───── Data for analysis ─────

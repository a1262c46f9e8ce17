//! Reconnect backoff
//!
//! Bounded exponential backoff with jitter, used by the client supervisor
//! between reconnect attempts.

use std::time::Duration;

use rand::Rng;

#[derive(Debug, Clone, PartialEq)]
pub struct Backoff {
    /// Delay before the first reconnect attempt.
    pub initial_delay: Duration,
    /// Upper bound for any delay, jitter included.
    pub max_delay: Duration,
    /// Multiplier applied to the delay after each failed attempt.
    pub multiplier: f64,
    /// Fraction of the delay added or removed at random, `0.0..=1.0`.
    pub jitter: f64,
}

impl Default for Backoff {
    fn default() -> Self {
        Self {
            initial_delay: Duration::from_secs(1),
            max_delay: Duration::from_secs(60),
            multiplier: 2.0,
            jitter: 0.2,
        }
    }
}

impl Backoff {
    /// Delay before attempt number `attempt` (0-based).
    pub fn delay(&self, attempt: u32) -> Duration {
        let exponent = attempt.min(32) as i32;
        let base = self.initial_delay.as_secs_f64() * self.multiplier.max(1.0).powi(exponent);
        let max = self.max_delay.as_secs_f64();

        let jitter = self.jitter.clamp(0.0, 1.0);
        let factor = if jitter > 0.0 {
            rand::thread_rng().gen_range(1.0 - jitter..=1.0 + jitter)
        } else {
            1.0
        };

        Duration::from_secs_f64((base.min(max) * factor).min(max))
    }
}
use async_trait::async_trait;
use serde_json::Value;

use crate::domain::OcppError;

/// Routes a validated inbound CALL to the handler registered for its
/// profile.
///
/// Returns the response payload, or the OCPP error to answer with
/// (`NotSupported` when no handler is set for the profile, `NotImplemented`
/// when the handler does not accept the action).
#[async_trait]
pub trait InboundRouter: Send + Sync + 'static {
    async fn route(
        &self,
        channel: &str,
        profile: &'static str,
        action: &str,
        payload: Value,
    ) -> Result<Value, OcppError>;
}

─────
───── Data for analysis ─────

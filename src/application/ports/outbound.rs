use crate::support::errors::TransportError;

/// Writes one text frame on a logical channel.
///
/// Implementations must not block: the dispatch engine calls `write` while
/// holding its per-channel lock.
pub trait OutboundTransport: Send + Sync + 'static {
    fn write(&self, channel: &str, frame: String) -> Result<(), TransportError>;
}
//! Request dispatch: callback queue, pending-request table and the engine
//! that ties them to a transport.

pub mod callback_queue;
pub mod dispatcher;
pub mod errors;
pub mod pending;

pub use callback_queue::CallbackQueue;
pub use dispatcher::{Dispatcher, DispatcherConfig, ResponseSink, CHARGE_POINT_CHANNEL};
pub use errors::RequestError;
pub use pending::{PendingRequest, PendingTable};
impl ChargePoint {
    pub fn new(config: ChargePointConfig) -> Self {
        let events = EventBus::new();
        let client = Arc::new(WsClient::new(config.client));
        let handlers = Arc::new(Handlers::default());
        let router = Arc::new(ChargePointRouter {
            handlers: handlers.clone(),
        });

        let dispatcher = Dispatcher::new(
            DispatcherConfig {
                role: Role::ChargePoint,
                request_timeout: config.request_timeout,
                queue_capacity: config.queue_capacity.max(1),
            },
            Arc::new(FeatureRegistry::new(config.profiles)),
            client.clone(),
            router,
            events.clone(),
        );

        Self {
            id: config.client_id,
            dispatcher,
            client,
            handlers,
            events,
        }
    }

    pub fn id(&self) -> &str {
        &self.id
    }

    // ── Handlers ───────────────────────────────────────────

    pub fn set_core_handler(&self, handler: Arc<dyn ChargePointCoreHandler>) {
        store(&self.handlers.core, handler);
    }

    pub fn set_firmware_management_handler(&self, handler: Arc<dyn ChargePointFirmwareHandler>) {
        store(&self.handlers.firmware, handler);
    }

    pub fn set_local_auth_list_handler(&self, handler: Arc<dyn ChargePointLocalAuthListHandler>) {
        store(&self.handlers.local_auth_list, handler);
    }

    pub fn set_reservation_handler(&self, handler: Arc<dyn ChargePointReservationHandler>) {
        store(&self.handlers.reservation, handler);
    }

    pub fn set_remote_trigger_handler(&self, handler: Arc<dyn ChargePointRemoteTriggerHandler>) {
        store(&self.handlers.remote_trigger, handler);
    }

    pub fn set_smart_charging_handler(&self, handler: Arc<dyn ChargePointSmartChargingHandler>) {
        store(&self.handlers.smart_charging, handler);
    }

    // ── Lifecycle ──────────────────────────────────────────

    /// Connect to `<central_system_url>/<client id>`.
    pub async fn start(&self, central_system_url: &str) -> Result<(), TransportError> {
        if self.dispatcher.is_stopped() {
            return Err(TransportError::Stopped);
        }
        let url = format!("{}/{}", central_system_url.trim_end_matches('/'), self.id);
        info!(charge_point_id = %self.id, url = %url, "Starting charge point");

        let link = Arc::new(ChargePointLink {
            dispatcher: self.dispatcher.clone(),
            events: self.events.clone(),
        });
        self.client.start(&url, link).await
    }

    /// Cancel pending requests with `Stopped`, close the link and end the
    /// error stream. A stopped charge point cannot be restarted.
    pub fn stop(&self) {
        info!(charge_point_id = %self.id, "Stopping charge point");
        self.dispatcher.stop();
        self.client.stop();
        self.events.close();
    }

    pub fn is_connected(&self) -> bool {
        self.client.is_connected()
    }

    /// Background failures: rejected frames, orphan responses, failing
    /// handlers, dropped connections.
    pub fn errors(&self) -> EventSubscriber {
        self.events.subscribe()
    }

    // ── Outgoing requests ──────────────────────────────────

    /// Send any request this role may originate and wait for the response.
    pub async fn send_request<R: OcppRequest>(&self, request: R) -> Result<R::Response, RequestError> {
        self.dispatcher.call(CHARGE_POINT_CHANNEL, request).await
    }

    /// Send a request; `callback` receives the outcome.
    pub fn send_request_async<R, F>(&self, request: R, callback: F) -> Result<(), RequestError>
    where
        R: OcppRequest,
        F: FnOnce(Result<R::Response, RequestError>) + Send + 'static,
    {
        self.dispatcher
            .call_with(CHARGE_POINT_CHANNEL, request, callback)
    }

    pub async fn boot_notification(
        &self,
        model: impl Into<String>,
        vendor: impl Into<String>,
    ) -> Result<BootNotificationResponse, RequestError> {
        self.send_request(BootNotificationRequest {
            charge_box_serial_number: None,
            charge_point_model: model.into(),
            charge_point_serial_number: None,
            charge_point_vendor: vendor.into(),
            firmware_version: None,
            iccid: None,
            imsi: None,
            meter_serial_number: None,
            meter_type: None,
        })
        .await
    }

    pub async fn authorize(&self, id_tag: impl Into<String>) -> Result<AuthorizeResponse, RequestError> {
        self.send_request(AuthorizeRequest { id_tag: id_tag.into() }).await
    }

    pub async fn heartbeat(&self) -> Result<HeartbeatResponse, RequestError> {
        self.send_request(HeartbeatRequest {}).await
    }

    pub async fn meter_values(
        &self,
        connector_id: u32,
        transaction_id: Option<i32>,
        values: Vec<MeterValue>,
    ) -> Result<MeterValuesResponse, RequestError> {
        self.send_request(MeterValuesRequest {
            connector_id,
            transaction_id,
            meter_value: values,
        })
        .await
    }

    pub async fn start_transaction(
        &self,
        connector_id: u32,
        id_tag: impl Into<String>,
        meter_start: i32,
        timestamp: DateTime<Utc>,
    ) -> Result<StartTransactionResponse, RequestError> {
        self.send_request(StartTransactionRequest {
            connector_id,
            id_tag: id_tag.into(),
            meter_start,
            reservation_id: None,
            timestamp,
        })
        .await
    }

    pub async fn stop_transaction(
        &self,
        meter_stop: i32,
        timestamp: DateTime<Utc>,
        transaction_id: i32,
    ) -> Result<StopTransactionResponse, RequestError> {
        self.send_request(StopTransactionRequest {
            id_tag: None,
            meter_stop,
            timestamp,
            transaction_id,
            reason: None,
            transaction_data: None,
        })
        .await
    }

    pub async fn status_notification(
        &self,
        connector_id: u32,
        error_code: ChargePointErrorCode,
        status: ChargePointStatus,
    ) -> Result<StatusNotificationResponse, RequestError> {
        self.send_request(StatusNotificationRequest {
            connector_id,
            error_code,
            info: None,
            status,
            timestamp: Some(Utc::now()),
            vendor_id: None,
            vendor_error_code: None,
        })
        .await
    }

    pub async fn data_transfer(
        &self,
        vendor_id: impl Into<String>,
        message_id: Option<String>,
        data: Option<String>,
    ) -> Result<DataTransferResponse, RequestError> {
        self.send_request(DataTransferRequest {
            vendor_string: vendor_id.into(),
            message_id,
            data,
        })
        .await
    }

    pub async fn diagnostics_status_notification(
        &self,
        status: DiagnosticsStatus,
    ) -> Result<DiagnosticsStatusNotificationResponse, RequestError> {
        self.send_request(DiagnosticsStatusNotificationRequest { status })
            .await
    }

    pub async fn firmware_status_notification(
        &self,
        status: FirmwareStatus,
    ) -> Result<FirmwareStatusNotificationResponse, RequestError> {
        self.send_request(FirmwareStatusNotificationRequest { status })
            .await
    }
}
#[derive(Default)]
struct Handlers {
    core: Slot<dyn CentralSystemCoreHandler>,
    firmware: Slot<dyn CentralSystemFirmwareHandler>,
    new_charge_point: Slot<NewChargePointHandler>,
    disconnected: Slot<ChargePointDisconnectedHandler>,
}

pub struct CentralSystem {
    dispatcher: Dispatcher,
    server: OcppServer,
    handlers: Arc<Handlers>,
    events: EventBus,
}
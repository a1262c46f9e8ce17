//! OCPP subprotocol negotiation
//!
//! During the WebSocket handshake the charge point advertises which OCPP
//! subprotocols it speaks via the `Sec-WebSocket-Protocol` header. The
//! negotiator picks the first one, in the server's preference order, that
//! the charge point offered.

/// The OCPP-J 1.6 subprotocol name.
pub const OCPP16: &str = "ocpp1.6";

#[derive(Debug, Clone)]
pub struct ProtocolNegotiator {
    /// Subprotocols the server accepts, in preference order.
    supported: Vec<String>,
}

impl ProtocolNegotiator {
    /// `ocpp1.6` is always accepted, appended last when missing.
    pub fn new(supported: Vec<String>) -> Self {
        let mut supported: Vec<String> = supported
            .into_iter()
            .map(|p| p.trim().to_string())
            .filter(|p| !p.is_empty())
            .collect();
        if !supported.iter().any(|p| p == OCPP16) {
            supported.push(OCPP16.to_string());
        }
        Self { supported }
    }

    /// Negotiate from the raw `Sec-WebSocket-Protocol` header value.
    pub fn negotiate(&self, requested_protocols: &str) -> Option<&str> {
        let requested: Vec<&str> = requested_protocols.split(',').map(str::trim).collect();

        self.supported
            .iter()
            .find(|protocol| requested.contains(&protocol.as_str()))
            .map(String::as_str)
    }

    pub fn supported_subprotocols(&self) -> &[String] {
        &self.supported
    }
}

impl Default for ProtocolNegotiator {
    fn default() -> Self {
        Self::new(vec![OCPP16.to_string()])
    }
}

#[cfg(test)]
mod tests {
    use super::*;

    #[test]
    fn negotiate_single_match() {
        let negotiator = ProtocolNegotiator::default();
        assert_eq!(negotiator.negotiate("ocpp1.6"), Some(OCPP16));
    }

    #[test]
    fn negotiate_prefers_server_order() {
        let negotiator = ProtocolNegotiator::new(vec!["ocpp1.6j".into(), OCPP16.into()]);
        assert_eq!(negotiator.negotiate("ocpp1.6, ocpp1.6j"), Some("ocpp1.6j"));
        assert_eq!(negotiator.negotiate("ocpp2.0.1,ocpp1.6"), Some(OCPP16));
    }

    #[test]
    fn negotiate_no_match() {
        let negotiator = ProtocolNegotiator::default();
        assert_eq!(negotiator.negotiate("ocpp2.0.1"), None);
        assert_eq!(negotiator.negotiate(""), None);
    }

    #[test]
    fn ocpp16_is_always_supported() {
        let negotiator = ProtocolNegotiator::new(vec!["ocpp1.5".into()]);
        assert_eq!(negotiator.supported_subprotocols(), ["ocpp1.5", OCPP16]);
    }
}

─────
───── Data for analysis ─────

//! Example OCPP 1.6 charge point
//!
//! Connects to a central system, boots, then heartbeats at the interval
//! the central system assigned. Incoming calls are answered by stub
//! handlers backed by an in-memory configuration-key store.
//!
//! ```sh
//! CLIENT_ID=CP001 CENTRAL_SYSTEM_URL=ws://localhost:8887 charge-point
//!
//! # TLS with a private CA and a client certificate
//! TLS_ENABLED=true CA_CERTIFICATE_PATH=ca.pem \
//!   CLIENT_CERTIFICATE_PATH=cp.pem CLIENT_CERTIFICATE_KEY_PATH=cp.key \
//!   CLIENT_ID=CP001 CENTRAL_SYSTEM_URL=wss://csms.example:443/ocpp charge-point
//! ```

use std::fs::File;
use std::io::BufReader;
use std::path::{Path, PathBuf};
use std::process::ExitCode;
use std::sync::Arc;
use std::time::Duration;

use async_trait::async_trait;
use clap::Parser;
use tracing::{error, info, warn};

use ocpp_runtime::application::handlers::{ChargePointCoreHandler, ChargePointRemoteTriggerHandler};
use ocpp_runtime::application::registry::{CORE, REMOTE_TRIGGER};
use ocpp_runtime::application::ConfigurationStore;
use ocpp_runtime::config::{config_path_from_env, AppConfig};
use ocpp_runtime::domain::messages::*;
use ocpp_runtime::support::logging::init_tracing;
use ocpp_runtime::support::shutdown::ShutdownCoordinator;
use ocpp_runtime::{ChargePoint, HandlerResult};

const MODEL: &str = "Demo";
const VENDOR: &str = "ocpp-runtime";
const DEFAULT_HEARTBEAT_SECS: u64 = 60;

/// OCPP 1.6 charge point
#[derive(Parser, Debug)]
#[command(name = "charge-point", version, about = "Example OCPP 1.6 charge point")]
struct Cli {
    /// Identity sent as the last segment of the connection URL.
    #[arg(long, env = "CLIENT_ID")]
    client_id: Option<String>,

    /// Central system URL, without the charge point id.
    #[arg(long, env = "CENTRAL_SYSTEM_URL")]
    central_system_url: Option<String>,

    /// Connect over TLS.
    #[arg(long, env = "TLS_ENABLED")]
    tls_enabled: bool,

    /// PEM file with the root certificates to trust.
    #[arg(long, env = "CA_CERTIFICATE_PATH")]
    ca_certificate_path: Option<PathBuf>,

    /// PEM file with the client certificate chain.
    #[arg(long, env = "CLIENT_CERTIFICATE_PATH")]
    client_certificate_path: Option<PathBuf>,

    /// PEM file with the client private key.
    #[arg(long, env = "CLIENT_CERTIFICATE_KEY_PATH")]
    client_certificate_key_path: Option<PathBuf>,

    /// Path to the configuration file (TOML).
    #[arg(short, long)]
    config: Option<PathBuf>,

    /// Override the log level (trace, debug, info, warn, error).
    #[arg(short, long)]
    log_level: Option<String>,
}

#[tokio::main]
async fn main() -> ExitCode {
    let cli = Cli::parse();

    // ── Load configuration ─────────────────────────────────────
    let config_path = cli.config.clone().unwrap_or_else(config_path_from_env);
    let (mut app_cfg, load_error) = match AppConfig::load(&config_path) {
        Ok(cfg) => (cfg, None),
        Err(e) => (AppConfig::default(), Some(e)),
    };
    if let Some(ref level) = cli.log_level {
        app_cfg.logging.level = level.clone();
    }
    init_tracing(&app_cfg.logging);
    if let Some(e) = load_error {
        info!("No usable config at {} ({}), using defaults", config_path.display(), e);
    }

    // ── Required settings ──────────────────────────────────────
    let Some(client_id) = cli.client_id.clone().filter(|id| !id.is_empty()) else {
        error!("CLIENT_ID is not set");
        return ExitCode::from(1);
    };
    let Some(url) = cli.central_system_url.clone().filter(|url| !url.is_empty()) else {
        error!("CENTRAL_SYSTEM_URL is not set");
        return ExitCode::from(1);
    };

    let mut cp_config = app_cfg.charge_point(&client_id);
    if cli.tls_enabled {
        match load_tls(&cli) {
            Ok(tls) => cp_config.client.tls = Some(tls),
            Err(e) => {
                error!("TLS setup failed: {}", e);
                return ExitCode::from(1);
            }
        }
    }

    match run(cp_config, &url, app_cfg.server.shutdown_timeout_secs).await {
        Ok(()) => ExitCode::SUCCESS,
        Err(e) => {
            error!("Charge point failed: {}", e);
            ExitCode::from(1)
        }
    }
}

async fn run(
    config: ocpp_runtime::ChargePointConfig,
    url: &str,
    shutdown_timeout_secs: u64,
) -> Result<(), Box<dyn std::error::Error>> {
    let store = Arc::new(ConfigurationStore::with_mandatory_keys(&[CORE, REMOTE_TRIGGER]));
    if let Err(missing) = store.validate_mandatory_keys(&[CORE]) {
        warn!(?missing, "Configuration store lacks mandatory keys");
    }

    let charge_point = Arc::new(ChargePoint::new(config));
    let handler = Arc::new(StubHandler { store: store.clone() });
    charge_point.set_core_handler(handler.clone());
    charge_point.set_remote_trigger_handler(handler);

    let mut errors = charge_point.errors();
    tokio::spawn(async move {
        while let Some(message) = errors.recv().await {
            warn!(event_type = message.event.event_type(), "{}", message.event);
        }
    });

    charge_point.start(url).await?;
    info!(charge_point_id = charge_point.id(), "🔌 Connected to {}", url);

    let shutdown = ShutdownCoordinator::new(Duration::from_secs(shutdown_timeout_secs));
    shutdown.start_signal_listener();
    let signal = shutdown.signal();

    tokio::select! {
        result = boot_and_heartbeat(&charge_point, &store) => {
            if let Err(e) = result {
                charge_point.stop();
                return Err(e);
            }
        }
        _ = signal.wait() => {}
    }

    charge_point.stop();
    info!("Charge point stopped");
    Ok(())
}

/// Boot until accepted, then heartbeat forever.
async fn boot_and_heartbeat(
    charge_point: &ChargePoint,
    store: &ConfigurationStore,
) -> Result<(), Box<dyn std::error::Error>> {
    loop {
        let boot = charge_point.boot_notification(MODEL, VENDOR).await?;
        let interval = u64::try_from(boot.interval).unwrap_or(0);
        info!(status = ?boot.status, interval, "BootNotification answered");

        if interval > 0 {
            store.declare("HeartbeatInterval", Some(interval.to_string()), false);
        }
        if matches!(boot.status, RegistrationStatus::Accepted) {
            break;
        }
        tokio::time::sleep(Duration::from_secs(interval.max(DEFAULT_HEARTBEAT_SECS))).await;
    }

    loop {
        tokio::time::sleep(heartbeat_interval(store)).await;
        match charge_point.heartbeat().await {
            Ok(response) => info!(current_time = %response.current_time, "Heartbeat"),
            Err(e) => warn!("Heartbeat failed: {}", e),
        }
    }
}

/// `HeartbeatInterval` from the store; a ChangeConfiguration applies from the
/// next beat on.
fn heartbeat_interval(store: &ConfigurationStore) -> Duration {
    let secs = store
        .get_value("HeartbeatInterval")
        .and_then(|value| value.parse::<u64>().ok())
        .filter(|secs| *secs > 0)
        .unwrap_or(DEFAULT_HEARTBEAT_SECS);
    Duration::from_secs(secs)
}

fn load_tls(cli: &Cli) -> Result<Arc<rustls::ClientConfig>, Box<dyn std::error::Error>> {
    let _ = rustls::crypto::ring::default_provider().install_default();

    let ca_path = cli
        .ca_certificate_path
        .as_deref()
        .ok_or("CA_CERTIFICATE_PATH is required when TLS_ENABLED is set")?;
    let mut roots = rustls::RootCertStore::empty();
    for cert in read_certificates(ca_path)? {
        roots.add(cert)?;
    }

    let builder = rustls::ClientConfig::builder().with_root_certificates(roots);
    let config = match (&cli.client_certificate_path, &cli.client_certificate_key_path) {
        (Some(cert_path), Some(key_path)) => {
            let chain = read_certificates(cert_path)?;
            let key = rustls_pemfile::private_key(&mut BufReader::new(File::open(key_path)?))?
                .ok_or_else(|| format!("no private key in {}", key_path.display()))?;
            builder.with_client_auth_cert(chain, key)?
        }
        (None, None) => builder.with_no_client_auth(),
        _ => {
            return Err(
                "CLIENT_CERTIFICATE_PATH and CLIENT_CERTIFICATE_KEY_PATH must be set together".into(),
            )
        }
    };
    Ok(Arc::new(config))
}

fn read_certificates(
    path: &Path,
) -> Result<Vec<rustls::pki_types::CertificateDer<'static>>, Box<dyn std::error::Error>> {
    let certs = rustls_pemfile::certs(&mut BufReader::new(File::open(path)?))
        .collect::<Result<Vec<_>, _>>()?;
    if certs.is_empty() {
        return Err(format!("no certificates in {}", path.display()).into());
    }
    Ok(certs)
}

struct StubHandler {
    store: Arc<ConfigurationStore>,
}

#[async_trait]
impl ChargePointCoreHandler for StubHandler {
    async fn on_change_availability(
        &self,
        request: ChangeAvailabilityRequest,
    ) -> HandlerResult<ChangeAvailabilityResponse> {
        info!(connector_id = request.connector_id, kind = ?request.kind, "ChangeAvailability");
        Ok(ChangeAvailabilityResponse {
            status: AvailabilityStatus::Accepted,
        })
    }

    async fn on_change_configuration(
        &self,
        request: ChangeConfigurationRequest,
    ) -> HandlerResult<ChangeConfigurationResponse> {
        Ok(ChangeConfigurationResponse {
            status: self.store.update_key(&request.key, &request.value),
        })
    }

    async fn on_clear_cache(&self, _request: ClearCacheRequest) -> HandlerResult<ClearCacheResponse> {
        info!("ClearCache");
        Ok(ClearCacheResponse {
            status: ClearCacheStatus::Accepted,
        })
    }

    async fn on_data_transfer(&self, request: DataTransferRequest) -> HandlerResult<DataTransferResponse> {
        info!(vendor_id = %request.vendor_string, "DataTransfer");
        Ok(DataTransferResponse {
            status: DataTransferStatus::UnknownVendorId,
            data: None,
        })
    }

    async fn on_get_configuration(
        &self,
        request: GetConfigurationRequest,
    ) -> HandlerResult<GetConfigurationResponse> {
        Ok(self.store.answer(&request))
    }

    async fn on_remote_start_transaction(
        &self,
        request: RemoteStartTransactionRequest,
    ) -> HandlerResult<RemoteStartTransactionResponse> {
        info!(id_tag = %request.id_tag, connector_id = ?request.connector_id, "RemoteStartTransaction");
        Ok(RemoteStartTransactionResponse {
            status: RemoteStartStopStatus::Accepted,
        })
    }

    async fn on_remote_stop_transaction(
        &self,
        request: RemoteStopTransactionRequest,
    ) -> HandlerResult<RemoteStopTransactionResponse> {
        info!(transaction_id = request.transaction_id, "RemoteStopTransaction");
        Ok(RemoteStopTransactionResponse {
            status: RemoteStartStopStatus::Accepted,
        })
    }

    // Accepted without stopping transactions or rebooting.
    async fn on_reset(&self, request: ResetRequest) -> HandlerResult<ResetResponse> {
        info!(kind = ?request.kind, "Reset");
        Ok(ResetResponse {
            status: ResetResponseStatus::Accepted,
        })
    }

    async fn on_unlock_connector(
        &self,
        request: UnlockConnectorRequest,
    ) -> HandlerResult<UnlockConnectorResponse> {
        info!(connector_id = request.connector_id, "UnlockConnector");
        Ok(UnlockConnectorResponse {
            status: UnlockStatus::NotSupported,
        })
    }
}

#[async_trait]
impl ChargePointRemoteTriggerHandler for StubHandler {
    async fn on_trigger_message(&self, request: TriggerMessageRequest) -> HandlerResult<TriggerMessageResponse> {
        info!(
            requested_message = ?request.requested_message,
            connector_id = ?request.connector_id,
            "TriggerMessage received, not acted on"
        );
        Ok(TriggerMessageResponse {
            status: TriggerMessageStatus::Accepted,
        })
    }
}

─────

■ Work order: With "tokio" as the string to find, copy every line of the records that holds it.

■ Answer for this exercise:
#[tokio::main]
    tokio::spawn(async move {
    tokio::select! {
        tokio::time::sleep(Duration::from_secs(interval.max(DEFAULT_HEARTBEAT_SECS))).await;
        tokio::time::sleep(heartbeat_interval(store)).await;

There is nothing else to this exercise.